L’excellent Ensemble Musicatreize et son chef Roland Hayrabedian prennent le relais des mains de l’Ensemble Exaudi (voir ici) pour une nouvelle page avec chœur d’Alberto Posadas (né en 1967), couplée avec Les Chants de l’Amour de Gérard Grisey (1946-1998).


Dans cette œuvre de 1982-1984, écrite pour douze voix mixtes et bande magnétique, le compositeur conçut «l’idée de grandes polyphonies vocales enveloppées et soutenues par un fondamental puissant». A la différence des pièces avec électroniques entendues depuis à l’Ircam, Les Chants de l’Amour recherchent moins l’interaction qu’à mettre en œuvre un arrière-fond – élaboré par le programme «Chant» – à partir duquel jaillit une écriture vocale pétrie de réminiscences (Dufay, Ockeghem et les Pygmées). Pour autant, les phénomènes de tuilage ne sont pas exclus: «...la mise en situation du matériau, le temps dont il dispose et sa mutation sont plus importants que le matériau lui-même. Le chemin est plus important que le véhicule», précise Grisey.


Le début, tout d’interjections, ménage des échappées individuelles vers les aigus cependant que la bande magnétique énonce ce son originel qui servira de matrice à l’édifice harmonique. L’écriture vocale intègre clameurs, chuchotements, éclats de rires et onomatopées (on songe au Berio d’A-ronne, 1975) et des noms d’amants et d’amantes célèbres, à commencer par Tristan et Isolde. Les dernières mesures font entendre comme une faune en ébullition à la saison des amours, avant l’ultime «I love you», aussitôt décuplé par la bande magnétique. Rappelant par la forme et la thématique amoureuse le Stockhausen des Momente (1969) quand ce n’est pas certaines pièces de François-Bernard Mâche, Les Chants de l’Amour pourront sembler moins «signés» que Les Espaces acoustiques (1985) ou les ultimes et bouleversants Quatre chants pour franchir le seuil (1998), mais leurs sortilèges, magnifiquement restitués par Musicatreize, portent l’émotion.


C’est plus l’écriture madrigalesque que l’écriture chorale qui est invoquée par Alberto Posadas dans Voces Nómadas. Le rôle de l’électronique consiste à modeler autour du chœur de chambre – voire pour chacune de ses voix – un espace acoustique qui serait celui d’un instrument de musique.

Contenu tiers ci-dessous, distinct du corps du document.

//! Static game-balance configuration.
//!
//! Loaded once at process start into an immutable `GameConfig` and passed
//! into the action processor's constructor — never ambient global state.
//! In tests, use `GameConfig::default_test()`.

use crate::cards::{CardOption, DecisionCardTemplate, PaymentSource};
use crate::error::{GameError, GameResult};
use crate::formulas::{BankruptcyThresholds, CreditHealthWeights, RoundingMode};
use crate::scenario::EventKind;
use crate::types::Cents;
use serde::{Deserialize, Serialize};
use std::collections::HashMap;

#[derive(Debug, Clone, Serialize, Deserialize)]
pub struct DifficultyConfig {
    pub id: String,
    pub label: String,
    pub xp_multiplier: f64,
    /// Overrides the region's savings APY when set.
    pub savings_apy_override: Option<f64>,
    /// Overrides the region's credit-card APR when set.
    pub credit_card_apr_override: Option<f64>,
    pub premium_multiplier: f64,
    pub event_probability_multiplier: f64,
    pub daily_xp: i64,
    pub month_end_xp_bonus: i64,
    pub starting_balance: Cents,
    pub monthly_salary: Cents,
}

#[derive(Debug, Clone, Serialize, Deserialize)]
pub struct RegionConfig {
    pub id: String,
    pub currency: String,
    pub savings_apy: f64,
    pub credit_card_apr: f64,
    pub loan_rate: f64,
    pub mortgage_rate: f64,
    pub investment_return: f64,
    pub default_credit_limit: Cents,
}

#[derive(Debug, Clone, Serialize, Deserialize)]
pub struct LevelConfig {
    pub level: u32,
    /// Cumulative XP required to reach this level.
    pub cumulative_xp: i64,
    /// One-time XP bonus granted when the level is crossed.
    pub xp_bonus: i64,
    pub coin_bonus: i64,
}

#[derive(Debug, Clone, Serialize, Deserialize)]
pub struct TaxConfig {
    pub filing_month: u32,
    pub filing_day: u32,
    /// Tax cards are only presented once the player reaches this level.
    pub min_level: u32,
    pub tax_rate: f64,
    pub withholding_rate: f64,
    pub preparer_fee: Cents,
}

Certaines techniques utilisées n’étant pas compatibles avec certains phonèmes, le compositeur a donc dû récrire le texte en parallèle à l’informatique musicale, la crise vécue par les migrants, de son côté, infléchissant sensiblement le sens à donner à ces «voix nomades»... A son point de tension et de décibels maximal – le seuil de tolérance auditif est franchi plus d’une fois –, le lacis polyphonique atteint une densité inextricable (chaque chanteur manie compulsivement son diapason), tandis que le début, centré sur les voix d’hommes bientôt rejointes par l’électronique, sonne à la manière d’une messe basse. Interprétation au cordeau de l’Ensemble Musicatreize.